Related ORM frameworks

Previously, we introduced the Go language’s native support for database programming. However, more conveniently, we can directly use some open source Object Relational Mapping (ORM) framework, which can encapsulate the underlying SQL statements and directly Map them to Struct,Map and other data types. Save us directly write SQL statement work, very simple and convenient.

Here are a few commonly used ORM frameworks:

GORM

GORM is a very complete ORM framework, in addition to the basic increase in query support, also support association contains one, contains more, belongs to, many-to-many tables, also can write hook callbacks before or after create/save/update/delete/find, and also support transactions.

GORM currently supports database-driven MySQL, SQLite3, SQL Server, and Postgres.

Xorm

Xorm is a simple and powerful ORM framework, its function also GORM is similar, but the support database driven more than GORM, support for MySQL, SQL Server, SQLite3, Postgres, MyMysql, Tidb, Oracle database driven, etc.

Beego ORM

Beego ORM is a Web framework developed by Chinese Beego in a module, although it is a module of Beego, but can be used independently, but at present Beego ORM only supports MySQL, SQLite3,Postgres and other database drivers.
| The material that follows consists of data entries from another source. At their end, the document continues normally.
//! Follow relationships between users and authors.

use std::sync::Arc;

use thiserror::Error;
use tracing::{debug, info};
use uuid::Uuid;

use crate::application::repos::{FollowsRepo, RepoError, UsersRepo};
use crate::cache::CacheTrigger;
use crate::domain::entities::{FollowRecord, UserRecord};
use crate::domain::error::DomainError;
use crate::domain::follows;

#[derive(Debug, Error)]
pub enum SubscriptionError {
    #[error("already following this author")]
    Conflict,
    #[error("{0}")]
    InvalidOperation(String),
    #[error("{entity} not found")]
    NotFound { entity: &'static str },
    #[error(transparent)]
    Repo(RepoError),
}

impl From<RepoError> for SubscriptionError {
    fn from(err: RepoError) -> Self {
        match err {
            RepoError::Duplicate { .. } => SubscriptionError::Conflict,
            RepoError::Integrity { message } => SubscriptionError::InvalidOperation(message),
            RepoError::InvalidInput { .. } => SubscriptionError::NotFound { entity: "user" },
            other => SubscriptionError::Repo(other),
        }
    }
}

impl From<DomainError> for SubscriptionError {
    fn from(err: DomainError) -> Self {
        match err {
            DomainError::NotFound { entity } => SubscriptionError::NotFound { entity },
            other => SubscriptionError::InvalidOperation(other.to_string()),
        }
    }
}

#[derive(Clone)]
pub struct SubscriptionService {
    follows: Arc<dyn FollowsRepo>,
    users: Arc<dyn UsersRepo>,
    cache: CacheTrigger,
}

impl SubscriptionService {
    pub fn new(
        follows: Arc<dyn FollowsRepo>,
        users: Arc<dyn UsersRepo>,
        cache: CacheTrigger,
    ) -> Self {
        Self {
            follows,
            users,
            cache,
        }
    }

    /// Duplicate follows are rejected by the storage constraint, not by a
    /// prior lookup.
    pub async fn follow(
        &self,
        user_id: Uuid,
        author_id: Uuid,
    ) -> Result<FollowRecord, SubscriptionError> {
        follows::ensure_distinct(user_id, author_id)?;

        let record = self.follows.create_follow(user_id, author_id).await?;
        self.cache.follow_created(user_id, author_id);

        info!(
            follow_id = %record.id,
            user_id = %user_id,
            author_id = %author_id,
            "Follow created"
        );
        Ok(record)
    }

    /// Returns `false` when there was nothing to remove.
    pub async fn unfollow(
        &self,
        user_id: Uuid,
        author_id: Uuid,
    ) -> Result<bool, SubscriptionError> {
        let removed = self.follows.delete_follow(user_id, author_id).await?;
        if removed {
            self.cache.follow_removed(user_id, author_id);
            info!(
                user_id = %user_id,
                author_id = %author_id,
                "Follow removed"
            );
        }
        Ok(removed)
    }

    pub async fn is_following(
        &self,
        user_id: Uuid,
        author_id: Uuid,
    ) -> Result<bool, SubscriptionError> {
        Ok(self.follows.follow_exists(user_id, author_id).await?)
    }

    pub async fn follow_by_username(
        &self,
        user: &UserRecord,
        author_username: &str,
    ) -> Result<FollowRecord, SubscriptionError> {
        let author = self.require_author(author_username).await?;
        let record = self.follow(user.id, author.id).await?;
        debug!(
            label = %follows::follow_label(&user.username, &author.username),
            "Follow recorded"
        );
        Ok(record)
    }

    pub async fn unfollow_by_username(
        &self,
        user: &UserRecord,
        author_username: &str,
    ) -> Result<bool, SubscriptionError> {
        let author = self.require_author(author_username).await?;
        self.unfollow(user.id, author.id).await
    }

    async fn require_author(&self, username: &str) -> Result<UserRecord, SubscriptionError> {
        self.users
            .find_user_by_username(username)
            .await?
            .ok_or(SubscriptionError::NotFound { entity: "author" })
    }
}

#[cfg(test)]
mod tests {
    use super::*;

    #[test]
    fn duplicate_constraint_maps_to_conflict() {
        let err = SubscriptionError::from(RepoError::Duplicate {
            constraint: "unique_follow".to_string(),
        });
        assert!(matches!(err, SubscriptionError::Conflict));
    }

    #[test]
    fn check_constraint_maps_to_invalid_operation() {
        let err = SubscriptionError::from(RepoError::Integrity {
            message: "no_self_follow".to_string(),
        });
        assert!(matches!(err, SubscriptionError::InvalidOperation(_)));
    }

    #[test]
    fn self_follow_invariant_maps_to_invalid_operation() {
        let id = Uuid::now_v7();
        let err = SubscriptionError::from(
            follows::ensure_distinct(id, id).expect_err("self follow rejected"),
        );
        assert!(matches!(err, SubscriptionError::InvalidOperation(_)));
    }

    #[test]
    fn timeouts_stay_repository_errors() {
        let err = SubscriptionError::from(RepoError::Timeout);
        assert!(matches!(err, SubscriptionError::Repo(RepoError::Timeout)));
    }
}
In addition to the three ORM frameworks we introduced above, there are many good ORM frameworks, you can have a look.

summary

Go language abstracts the operation of the database and encapsulates it in SQL /database package, providing a unified API for us to operate different databases, which is very practical. In this article, we explained the SQL/database package. The SQL DB, SQL, Rows, and SQL. Stmt, SQL. The use of structures such as Tx, believe that through the examples above, you also must be able to master the language database operation method.

Your attention is the biggest encouragement on my writing road!